A surprising finding by the probe was that the complainant, identified as Kim Joon-hyung who penned a famous autobiography demonstrating his tenacious efforts to succeed, was her ex-boyfriend. Police said they recently broke up after dating for nearly two years.
This incident went viral on the Internet. Some bloggers spread rumors that the incident took place when she attempted suicide because she had been bullied by other band members. Claiming these rumors baseless, Hyoyeon is now considering taking a legal action against the rumor mongers.
What's interesting is that all of these scandals have only intensified in the last four months. As of now, only five members — Taeyeon, Jessica, Sunny, Yuri and Seohyun — remain "scandal-free." Taking into account the relatively short span of time, industry insiders are suspecting there might have been a big loophole in SM's management of the band's members.
"It's quite unusual," said a K-pop label representative with his name withheld. "I personally suspect that SM has drastically loosened its grip on Girls' Generation members or they were out of control."
He added it's also questionable whether the other five unaffected members really don't have dating experience since their debut.
Dating is not wrong for sure. But it sometimes turns out to be a destructive blow to top stars in Korea, especially female entertainers whose fans want them to stay young and untaken forever like a Barbie Doll.
In fact, several K-pop divas found their fan base collapse after announcing their dating. Some of them ended up bidding unwanted permanent farewell to their colleagues and fans. For that reason, many agencies typically prohibit their entertainers from dating through a strict regime of regulating their daily lives.
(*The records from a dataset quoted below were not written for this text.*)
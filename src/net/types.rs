//! Wire types shared between the API layer and the UI.
//!
//! All response types deserialize leniently: unknown enum values fall back
//! to an explicit `Unknown` variant instead of failing the whole payload,
//! so a server-side vocabulary change degrades display rather than breaking
//! deserialization.

#[cfg(test)]
#[path = "types_test.rs"]
mod types_test;

use serde::{Deserialize, Serialize};

/// Account role, as reported by the server.
///
/// `recruiter` is accepted as a legacy alias for `employer`.
#[derive(Clone, Copy, Debug, Default, PartialEq, Eq, Serialize, Deserialize)]
#[serde(rename_all = "snake_case")]
pub enum Role {
    #[default]
    JobSeeker,
    #[serde(alias = "recruiter")]
    Employer,
    Admin,
    #[serde(other)]
    Unknown,
}

impl Role {
    /// Human-readable label for profile views.
    #[must_use]
    pub fn label(self) -> &'static str {
        match self {
            Self::JobSeeker => "Job seeker",
            Self::Employer => "Employer",
            Self::Admin => "Administrator",
            Self::Unknown => "Member",
        }
    }
}

/// The authenticated account, as returned by `/api/auth/me` and the
/// sign-in/register endpoints.
#[derive(Clone, Debug, PartialEq, Eq, Serialize, Deserialize)]
pub struct User {
    pub id: String,
    pub name: String,
    pub email: String,
    pub role: Role,
}

/// A job posting in list views (search results, saved jobs).
#[derive(Clone, Debug, PartialEq, Serialize, Deserialize)]
pub struct JobSummary {
    pub id: String,
    pub title: String,
    pub company_name: String,
    pub location: String,
    #[serde(default)]
    pub employment_type: Option<String>,
    #[serde(default)]
    pub salary_range: Option<String>,
    #[serde(default)]
    pub posted_at: Option<String>,
}

/// Full job posting for the detail page.
#[derive(Clone, Debug, PartialEq, Serialize, Deserialize)]
pub struct Job {
    pub id: String,
    pub title: String,
    pub company_name: String,
    pub location: String,
    pub description: String,
    #[serde(default)]
    pub requirements: Vec<String>,
    #[serde(default)]
    pub employment_type: Option<String>,
    #[serde(default)]
    pub salary_range: Option<String>,
    #[serde(default)]
    pub posted_at: Option<String>,
}

/// Status of a submitted application.
#[derive(Clone, Copy, Debug, PartialEq, Eq, Serialize, Deserialize)]
#[serde(rename_all = "snake_case")]
pub enum ApplicationStatus {
    Submitted,
    InReview,
    Accepted,
    Rejected,
    #[serde(other)]
    Unknown,
}

impl ApplicationStatus {
    /// Human-readable label for the applications list.
    #[must_use]
    pub fn label(self) -> &'static str {
        match self {
            Self::Submitted => "Submitted",
            Self::InReview => "In review",
            Self::Accepted => "Accepted",
            Self::Rejected => "Rejected",
            Self::Unknown => "Pending",
        }
    }
}

/// One of the signed-in job seeker's applications.
#[derive(Clone, Debug, PartialEq, Serialize, Deserialize)]
pub struct Application {
    pub id: String,
    pub job_id: String,
    pub job_title: String,
    pub company_name: String,
    pub status: ApplicationStatus,
    #[serde(default)]
    pub submitted_at: Option<String>,
}

/// A posting owned by the signed-in employer, with its applicant count.
#[derive(Clone, Debug, PartialEq, Serialize, Deserialize)]
pub struct EmployerJob {
    #[serde(flatten)]
    pub job: JobSummary,
    #[serde(default)]
    pub applicant_count: u32,
    #[serde(default = "default_open")]
    pub is_open: bool,
}

fn default_open() -> bool {
    true
}

/// Site-wide counters for the admin landing page.
#[derive(Clone, Debug, PartialEq, Eq, Serialize, Deserialize)]
pub struct AdminOverview {
    pub users: u64,
    pub jobs: u64,
    pub applications: u64,
}

/// Sign-in request payload.
#[derive(Clone, Debug, Serialize)]
pub struct Credentials {
    pub email: String,
    pub password: String,
}

/// Registration request payload.
#[derive(Clone, Debug, Serialize)]
pub struct RegisterRequest {
    pub name: String,
    pub email: String,
    pub password: String,
    pub role: Role,
}

/// Application submission payload.
#[derive(Clone, Debug, Serialize)]
pub struct ApplyRequest {
    pub cover_note: String,
}
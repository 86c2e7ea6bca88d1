//! Network layer: wire types, the credentialed HTTP pipeline, and
//! per-endpoint helpers.

pub mod api;
pub mod http;
pub mod types;
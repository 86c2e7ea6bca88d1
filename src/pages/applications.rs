//! The job seeker's applications list.

use leptos::prelude::*;

use crate::net::api;
use crate::state::session::SessionHandle;

/// Applications page (`/app/applications`). The guard has already ensured
/// a session; a terminal 401 mid-fetch clears it and the guard takes over.
#[component]
pub fn ApplicationsPage() -> impl IntoView {
    let session = expect_context::<SessionHandle>();

    let applications = LocalResource::new(move || async move {
        let result = api::fetch_applications().await;
        if let Err(e) = &result {
            session.absorb_expiry(e);
        }
        result
    });

    view! {
        <div class="applications-page">
            <h1>"My applications"</h1>
            <Suspense fallback=move || view! { <p>"Loading applications..."</p> }>
                {move || {
                    applications.get().map(|result| match result {
                        Ok(list) if list.is_empty() => {
                            view! { <p class="applications-page__empty">"You have not applied to any jobs yet."</p> }
                                .into_any()
                        }
                        Ok(list) => view! {
                            <table class="applications-page__table">
                                <thead>
                                    <tr>
                                        <th>"Role"</th>
                                        <th>"Company"</th>
                                        <th>"Status"</th>
                                        <th>"Submitted"</th>
                                    </tr>
                                </thead>
                                <tbody>
                                    {list
                                        .into_iter()
                                        .map(|app| {
                                            let href = format!("/jobs/{}", app.job_id);
                                            view! {
                                                <tr>
                                                    <td><a href=href>{app.job_title.clone()}</a></td>
                                                    <td>{app.company_name.clone()}</td>
                                                    <td>{app.status.label()}</td>
                                                    <td>{app.submitted_at.clone().unwrap_or_default()}</td>
                                                </tr>
                                            }
                                        })
                                        .collect::<Vec<_>>()}
                                </tbody>
                            </table>
                        }
                        .into_any(),
                        Err(e) => {
                            view! { <p class="applications-page__error">{format!("Could not load applications: {e}")}</p> }
                                .into_any()
                        }
                    })
                }}
            </Suspense>
        </div>
    }
}
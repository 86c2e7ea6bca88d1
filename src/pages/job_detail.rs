//! Job detail page with apply and save actions.

use leptos::prelude::*;
use leptos_router::hooks::use_params_map;

use crate::net::api;
use crate::net::types::Job;
use crate::routes::guard;
use crate::state::saved::SavedJobsState;
use crate::state::session::SessionHandle;
use crate::state::ui::ToastState;

/// Detail page for one posting. Publicly readable; applying and saving
/// require a session and send signed-out visitors through the login
/// redirect with this page as the return target.
#[component]
pub fn JobDetailPage() -> impl IntoView {
    let params = use_params_map();
    let job_id = move || params.get().get("id").unwrap_or_default();

    let job = LocalResource::new(move || {
        let id = job_id();
        async move { api::fetch_job(&id).await }
    });

    view! {
        <div class="job-detail-page">
            <Suspense fallback=move || view! { <p>"Loading job..."</p> }>
                {move || {
                    job.get().map(|result| match result {
                        Ok(job) => view! { <JobDetail job=job/> }.into_any(),
                        Err(e) => {
                            view! { <p class="job-detail-page__error">{format!("Could not load job: {e}")}</p> }
                                .into_any()
                        }
                    })
                }}
            </Suspense>
        </div>
    }
}

/// Loaded job body with the action row.
#[component]
fn JobDetail(job: Job) -> impl IntoView {
    let session = expect_context::<SessionHandle>();

    let meta = [
        Some(job.location.clone()),
        job.employment_type.clone(),
        job.salary_range.clone(),
    ]
    .into_iter()
    .flatten()
    .collect::<Vec<_>>()
    .join(" · ");

    let requirements = job.requirements.clone();
    let job_for_actions = job.clone();

    view! {
        <article class="job-detail">
            <h1>{job.title.clone()}</h1>
            <p class="job-detail__company">{job.company_name.clone()}</p>
            <p class="job-detail__meta">{meta}</p>
            <section class="job-detail__description">
                <p>{job.description.clone()}</p>
            </section>
            <Show when=move || !requirements.is_empty()>
                <section class="job-detail__requirements">
                    <h2>"Requirements"</h2>
                    <ul>
                        {job.requirements
                            .iter()
                            .map(|r| view! { <li>{r.clone()}</li> })
                            .collect::<Vec<_>>()}
                    </ul>
                </section>
            </Show>
            {move || {
                let job = job_for_actions.clone();
                if session.get().is_authenticated() {
                    view! { <JobActions job=job/> }.into_any()
                } else {
                    let login = guard::login_redirect(&format!("/jobs/{}", job.id));
                    view! {
                        <a class="btn btn--primary" href=login>"Sign in to apply"</a>
                    }
                    .into_any()
                }
            }}
        </article>
    }
}

/// Apply form and save toggle for an authenticated visitor.
#[component]
fn JobActions(job: Job) -> impl IntoView {
    let session = expect_context::<SessionHandle>();
    let toasts = expect_context::<RwSignal<ToastState>>();
    let saved = expect_context::<RwSignal<SavedJobsState>>();

    let cover_note = RwSignal::new(String::new());
    let applied = RwSignal::new(false);
    let pending = RwSignal::new(false);

    let job_id = job.id.clone();
    let is_saved = {
        let id = job.id.clone();
        move || saved.get().is_saved(&id)
    };

    let on_apply = {
        let job_id = job_id.clone();
        move |_| {
            if pending.get_untracked() {
                return;
            }
            #[cfg(feature = "hydrate")]
            {
                pending.set(true);
                let job_id = job_id.clone();
                leptos::task::spawn_local(async move {
                    let note = cover_note.get_untracked();
                    match api::apply_to_job(&job_id, note.trim()).await {
                        Ok(_) => {
                            applied.set(true);
                            toasts.update(|t| t.push_info("Application submitted."));
                        }
                        Err(e) => {
                            if !session.absorb_expiry(&e) {
                                toasts.update(|t| t.push_error(format!("Could not apply: {e}")));
                            }
                        }
                    }
                    pending.set(false);
                });
            }
            #[cfg(not(feature = "hydrate"))]
            {
                let _ = (&job_id, &session, &toasts);
            }
        }
    };

    let on_toggle_save = {
        let job_id = job_id.clone();
        move |_| {
            #[cfg(feature = "hydrate")]
            {
                let job_id = job_id.clone();
                let currently_saved = saved.get_untracked().is_saved(&job_id);
                leptos::task::spawn_local(async move {
                    let result = if currently_saved {
                        api::unsave_job(&job_id).await
                    } else {
                        api::save_job(&job_id).await
                    };
                    match result {
                        Ok(()) => saved.update(|s| {
                            if currently_saved {
                                s.mark_unsaved(&job_id);
                            } else {
                                s.mark_saved(&job_id);
                            }
                        }),
                        Err(e) => {
                            if !session.absorb_expiry(&e) {
                                toasts.update(|t| t.push_error(format!("Could not update saved jobs: {e}")));
                            }
                        }
                    }
                });
            }
            #[cfg(not(feature = "hydrate"))]
            {
                let _ = (&job_id, &session, &toasts, &saved);
            }
        }
    };

    view! {
        <section class="job-actions">
            <Show
                when=move || !applied.get()
                fallback=|| view! { <p class="job-actions__done">"Application submitted."</p> }
            >
                <label class="form__label">
                    "Cover note (optional)"
                    <textarea
                        class="form__input"
                        prop:value=move || cover_note.get()
                        on:input=move |ev| cover_note.set(event_target_value(&ev))
                    ></textarea>
                </label>
                <button
                    class="btn btn--primary"
                    on:click=on_apply.clone()
                    disabled=move || pending.get()
                >
                    {move || if pending.get() { "Applying..." } else { "Apply" }}
                </button>
            </Show>
            <button class="btn" on:click=on_toggle_save>
                {move || if is_saved() { "Unsave" } else { "Save job" }}
            </button>
        </section>
    }
}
Against this backdrop, Sunny dropped a very thoughtful message during a recent interview with Sports Hankook, a sister paper of The Korea Times.
"You are watching us grow, the unedited version," she was quoted as saying in an article released on Wednesday. "I turned 25, not young anymore. I have many married friends, including those with babies."
Sunny went on, "Perhaps there are people who have difficulty in accepting the fact that we are getting mature. But that's true and an undeniable reality. Personally speaking, I'm positive about becoming mature."
Another K-pop industry insider said her comments hinted that the band' members have secured "complete freedom" when it comes to dating.
"That may be welcoming news for them. But we need to know why SM lifted the (dating) ban despite knowing that a dating scandal only carries a negative impact on their popularity," he said. "My premature conclusion is that the band's life is coming to an end."
The average lifespan of K-pop girl group is five years.
SES, one of the first generation girl groups, made its debut in 1997 and broke up in 2002. Its biggest rival Fin.K.L was formed in 1998 and disbanded in 2002.
Wonder Girls, which made its debut here in 2007 and became the first K-pop act to enter the U.S. Billboard Hot 100 chart in 2009, has stayed idle since early last year when one of its members, Sunye, married a Christian missionary and then moved to the U.S.
Another member Sohee left the group early this year. She signed BH Entertainment the following month to become an actress.